After graduating from UCL with a degree in English Literature, Nolan became a script reader and director of corporate films. Friend and Secretary of the UCL Film Society, Matthew Tempest told the Guardian: “It was pretty obvious to anyone at the University College London film society in the early 1990s (which comprised about half a dozen of us in a windowless, airless basement) that Chris Nolan was going places. I thought his career might even go all the way, and he might shoot a few adverts before eventually (if he got lucky) directing episodes of The Bill and Coronation Street.
Nolan said, “That was simply how the UK film industry was back then. The only career path was to worm a way into directing for telly or commercials. It had been generations since John Schlesinger, Ridley and Tony Scott, Adrian Lyne and Alan Parker had managed to make the leap from London, and telly, to Hollywood. Chris, however, was different. Not only in appearance (a permanent open-collared shirt and linen suit as an undergraduate, even as the rest of us took pride in our early-90s indie-grunge student status) but in his ambition and focus.”
In 1996 he wrote, directed and funded, Larceny, a short filmed with the UCL Union Film society’s equipment. Appearing at Cambridge Film Festival, it is considered UCL’s best, however it has since been lost to public viewing, desperate fans have scoured the internet since to find a trace.
In 97, Nolan filmed another short, Doodlebug, concerning an anxious man chasing an insect with his shoe only to be revealed that the bug is a miniature of himself, when he crushes the bug, he is subsequently squashed by a larger version of himself. The Daily Telegraph coined it as “Displaying Christopher Nolan’s talent for constructing unsettling narratives early on.”

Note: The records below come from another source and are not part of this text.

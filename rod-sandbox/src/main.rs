use log::*;
use rod_core::Projection;
use rod_sandbox::{SandboxSettings, Summary};
use std::path::PathBuf;
use structopt::StructOpt;

#[derive(StructOpt, Clone)]
#[structopt(
    name = "rod-sandbox",
    about = "Estimates the endpoints of a rod from the points a camera observed along it"
)]
struct Opt {
    /// The points observed by the first camera, one `x,y` row per point.
    #[structopt(parse(from_os_str))]
    camera: PathBuf,
    /// The interpolation parameter of every observed point along the rod.
    #[structopt(parse(from_os_str))]
    inputs: PathBuf,
    /// The points observed by the second camera.
    ///
    /// These are only plotted against the estimate projected into the second camera.
    #[structopt(long, parse(from_os_str))]
    second_camera: Option<PathBuf>,
    /// The delimiter between coordinates in the point files.
    #[structopt(short, long, default_value = ",")]
    delimiter: char,
    /// The file where settings are specified.
    ///
    /// This is in the format of `rod_sandbox::SandboxSettings`.
    #[structopt(short, long, default_value = "rod-settings.json", parse(from_os_str))]
    settings: PathBuf,
    /// Overrides the seed from the settings.
    #[structopt(long)]
    seed: Option<u64>,
    /// Overrides the number of iterations from the settings.
    #[structopt(short = "n", long)]
    iterations: Option<usize>,
    /// The directory the figures are written to.
    #[structopt(short, long, default_value = "figures", parse(from_os_str))]
    figures: PathBuf,
    /// The name used in the figure file names.
    #[structopt(long, default_value = "camera1")]
    name: String,
    /// Output JSON file to deposit a summary of the run
    #[structopt(short, long, parse(from_os_str))]
    output: Option<PathBuf>,
}

fn main() {
    pretty_env_logger::init_timed();
    let opt = Opt::from_args();
    if let Err(e) = run(opt) {
        error!("{}", e);
        std::process::exit(1);
    }
}

fn run(opt: Opt) -> rod_sandbox::Result<()> {
    let mut settings = SandboxSettings::load(&opt.settings)?;
    if let Some(seed) = opt.seed {
        settings.sampler.seed = seed;
    }
    if let Some(iterations) = opt.iterations {
        settings.sampler.iterations = iterations;
    }

    let points = rod_sandbox::read_points(&opt.camera, opt.delimiter)?;
    let times = rod_sandbox::read_inputs(&opt.inputs)?;
    let second_points = opt
        .second_camera
        .as_ref()
        .map(|path| rod_sandbox::read_points(path, opt.delimiter))
        .transpose()?;
    info!("read {} points and {} inputs", points.len(), times.len());

    let chain = rod_sandbox::estimate(&settings, &times, &points)?;
    let summary = Summary::new(&opt.name, &chain, settings.camera());
    info!("MAP: {:?}", summary.map);
    info!("acceptance rate: {}", summary.acceptance_rate);
    if let Some(estimate) = summary.estimate {
        info!(
            "MAP for pi {} and pf {}",
            estimate.segment.initial, estimate.segment.terminal
        );
    }
    if let Some(projection) = summary.projection {
        info!(
            "MAP for qi {} and qf {}",
            projection.initial, projection.terminal
        );
    }
    if let Some(projection) = summary
        .estimate
        .and_then(|estimate| settings.second_camera().project_segment(estimate.segment))
    {
        info!(
            "second camera sees qi {} and qf {}",
            projection.initial, projection.terminal
        );
    }

    rod_sandbox::render_figures(
        &opt.figures,
        &opt.name,
        &settings,
        &chain,
        &points,
        second_points.as_deref(),
    )?;

    if let Some(path) = opt.output {
        info!("saving the summary");
        summary.save(path)?;
    }
    Ok(())
}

Nolan’s first attempted to make a feature, Larry Mahoney, was scrapped after he made it and during this time, mid 90s, Nolan had limited success in establishing his projects for production, he told the Guardian: “There’s a very limited pool of finance in the UK. To be honest, it’s a very clubby kind of place.

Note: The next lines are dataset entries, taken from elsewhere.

use crate::{Error, Result};
use derive_more::{AsRef, Deref, From, Into};
use nalgebra::Point2;

#[cfg(feature = "serde-serialize")]
use serde::{Deserialize, Serialize};

/// A single image point observed at interpolation parameter `t` along the rod.
///
/// The image point is in pixel coordinates of the camera that observed it.
#[derive(Debug, Clone, Copy, PartialEq, From)]
#[cfg_attr(feature = "serde-serialize", derive(Serialize, Deserialize))]
pub struct Observation {
    pub t: f64,
    pub point: Point2<f64>,
}

impl Observation {
    pub fn new(t: f64, point: Point2<f64>) -> Self {
        Self { t, point }
    }
}

/// An ordered set of [`Observation`]s from one camera.
///
/// Order is preserved exactly as given.
#[derive(Debug, Clone, PartialEq, Default, AsRef, Deref, From, Into)]
#[cfg_attr(feature = "serde-serialize", derive(Serialize, Deserialize))]
pub struct Observations(pub Vec<Observation>);

impl Observations {
    /// Pairs up index-aligned interpolation parameters and image points.
    ///
    /// ```
    /// use rod_core::{Error, Observations};
    /// use rod_core::nalgebra::Point2;
    ///
    /// let points = [Point2::new(0.0, 0.0), Point2::new(1.0, 0.5)];
    /// let observations = Observations::new(&[0.0, 1.0], &points).unwrap();
    /// assert_eq!(observations.len(), 2);
    ///
    /// let mismatch = Observations::new(&[0.0], &points);
    /// assert_eq!(mismatch, Err(Error::ShapeMismatch { times: 1, points: 2 }));
    /// ```
    pub fn new(times: &[f64], points: &[Point2<f64>]) -> Result<Self> {
        if times.len() != points.len() {
            return Err(Error::ShapeMismatch {
                times: times.len(),
                points: points.len(),
            });
        }
        Ok(times
            .iter()
            .zip(points)
            .map(|(&t, &point)| Observation::new(t, point))
            .collect())
    }

    /// The interpolation parameters in order.
    pub fn times(&self) -> impl Iterator<Item = f64> + '_ {
        self.0.iter().map(|observation| observation.t)
    }

    /// The observed image points in order.
    pub fn points(&self) -> impl Iterator<Item = Point2<f64>> + '_ {
        self.0.iter().map(|observation| observation.point)
    }
}

impl FromIterator<Observation> for Observations {
    fn from_iter<I: IntoIterator<Item = Observation>>(iter: I) -> Self {
        Self(iter.into_iter().collect())
    }
}

impl<'a> IntoIterator for &'a Observations {
    type Item = &'a Observation;
    type IntoIter = core::slice::Iter<'a, Observation>;

    fn into_iter(self) -> Self::IntoIter {
        self.0.iter()
    }
}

“In Hollywood there’s a great openness, almost a voracious appetite for new people. In England there’s a great suspicion of the new. In cultural terms, that can be a good thing, but when you’re trying to break into the film industry, it’s definitely a bad thing.

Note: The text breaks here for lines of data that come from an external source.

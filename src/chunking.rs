//! Chunking policy: the atomic unit of payload data.
//!
//! A chunk is the largest byte string that always fits one BN254 scalar
//! without reduction.  Payloads handed to the encoder must be a non-empty
//! whole number of chunks; [`pad_to_chunk_size`] is provided for callers
//! whose data does not already line up.

use ark_bn254::Fr;
use ark_ff::{BigInteger, PrimeField};

use crate::error::{engine_failure, DaError, EngineResult, ResultCode};

/// Bytes per chunk.  The BN254 scalar modulus is just under 2^254, so 31
/// bytes (248 bits) always encode to a distinct field element.
pub const CHUNK_SIZE: usize = 31;

/// Returns the maximum number of payload bytes carried by one field element.
pub fn max_chunk_size() -> usize {
    CHUNK_SIZE
}

/// Checks the chunking rule and returns the number of chunks in `payload`.
pub fn validate_payload(payload: &[u8]) -> Result<usize, DaError> {
    check_payload("validate_payload", payload)
}

pub(crate) fn check_payload(operation: &'static str, payload: &[u8]) -> Result<usize, DaError> {
    if payload.is_empty() {
        return Err(DaError::invalid_input(
            operation,
            format!("data length must be greater than 0, got 0 (chunk_size: {CHUNK_SIZE})"),
        ));
    }
    if payload.len() % CHUNK_SIZE != 0 {
        return Err(DaError::invalid_input(
            operation,
            format!(
                "data length {} is not a multiple of the chunk size {CHUNK_SIZE}",
                payload.len()
            ),
        ));
    }
    Ok(payload.len() / CHUNK_SIZE)
}

/// Zero-pads `data` up to the next multiple of [`CHUNK_SIZE`].
///
/// Data that is already aligned is returned unchanged.  Empty input is
/// rejected because the encoder rejects empty payloads as well.
pub fn pad_to_chunk_size(data: &[u8]) -> Result<Vec<u8>, DaError> {
    if data.is_empty() {
        return Err(DaError::invalid_input(
            "pad_to_chunk_size",
            format!("data length must be greater than 0, got 0 (chunk_size: {CHUNK_SIZE})"),
        ));
    }
    let padded_len = data.len().div_ceil(CHUNK_SIZE) * CHUNK_SIZE;
    let mut padded = Vec::new();
    padded.try_reserve_exact(padded_len).map_err(|err| {
        DaError::allocation(
            "pad_to_chunk_size",
            format!("cannot allocate {padded_len} bytes: {err}"),
        )
    })?;
    padded.extend_from_slice(data);
    padded.resize(padded_len, 0);
    Ok(padded)
}

/// Maps each chunk of an already validated payload to a scalar.
pub(crate) fn bytes_to_elements(payload: &[u8]) -> Vec<Fr> {
    payload
        .chunks(CHUNK_SIZE)
        .map(Fr::from_le_bytes_mod_order)
        .collect()
}

/// Inverse of [`bytes_to_elements`].  Fails if an element does not fit in a
/// chunk, which only happens for data that was never produced by encoding.
pub(crate) fn elements_to_bytes(elements: &[Fr]) -> EngineResult<Vec<u8>> {
    let mut out = Vec::with_capacity(elements.len() * CHUNK_SIZE);
    for (position, element) in elements.iter().enumerate() {
        let bytes = element.into_bigint().to_bytes_le();
        if bytes[CHUNK_SIZE..].iter().any(|byte| *byte != 0) {
            return engine_failure(
                ResultCode::InternalError,
                format!("element {position} exceeds the {CHUNK_SIZE}-byte chunk width"),
            );
        }
        out.extend_from_slice(&bytes[..CHUNK_SIZE]);
    }
    Ok(out)
}

#[cfg(test)]
mod tests {
    use super::*;

    fn sample(len: usize) -> Vec<u8> {
        (1..=len).map(|i| (i % 256) as u8).collect()
    }

    #[test]
    fn test_validate_accepts_whole_chunks() {
        assert_eq!(validate_payload(&sample(CHUNK_SIZE)).unwrap(), 1);
        assert_eq!(validate_payload(&sample(CHUNK_SIZE * 10)).unwrap(), 10);
    }

    #[test]
    fn test_validate_rejects_empty_and_partial() {
        let empty = validate_payload(&[]).unwrap_err();
        assert!(empty.is_invalid_input());

        let partial = validate_payload(&sample(CHUNK_SIZE + 1)).unwrap_err();
        let detail = partial.detail().unwrap();
        assert!(detail.contains("32"), "{detail}");
        assert!(detail.contains("31"), "{detail}");
    }

    #[test]
    fn test_pad_to_chunk_size() {
        let data = sample(40);
        let padded = pad_to_chunk_size(&data).unwrap();
        assert_eq!(padded.len(), 2 * CHUNK_SIZE);
        assert_eq!(&padded[..40], data.as_slice());
        assert!(padded[40..].iter().all(|b| *b == 0));

        let aligned = sample(CHUNK_SIZE);
        assert_eq!(pad_to_chunk_size(&aligned).unwrap(), aligned);
        assert!(pad_to_chunk_size(&[]).unwrap_err().is_invalid_input());
    }

    #[test]
    fn test_elements_round_trip() {
        let mut data = sample(CHUNK_SIZE * 3);
        data[..CHUNK_SIZE].fill(0xff);
        let elements = bytes_to_elements(&data);
        assert_eq!(elements.len(), 3);
        assert_eq!(elements_to_bytes(&elements).unwrap(), data);
    }

    #[test]
    fn test_oversized_element_rejected() {
        let wide = -Fr::from(1u64);
        assert_eq!(elements_to_bytes(&[wide]), Err(ResultCode::InternalError));
        assert!(crate::error::take_last_error().is_some());
    }
}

“I never had any support whatsoever from the British film industry, other than Working Title, they let me use their photocopier, stuff like that, which is not to be underestimated.”
After dispensing Larry Mahoney, Nolan devised his first proper feature, Following, released in 1998 and made for a budget of around £3000, the film The film depicts an unemployed young writer who trails strangers through London, hoping they will provide material for his first novel, but is drawn into a criminal underworld when he fails to keep his distance. The cast and crew were acquaintances of Nolan and to conserve film reel each scene was rehearsed extensively to ensure that the first or second take could be used in the final edit.
Following won several awards during its festival run, including the Tiger Award at the International Film Festival Rotterdam and the Best First Feature prize at the San Francisco International Film Festival, among others.
Following from Following, Memento was incepted, released in 2000 and the rest is cinematic history.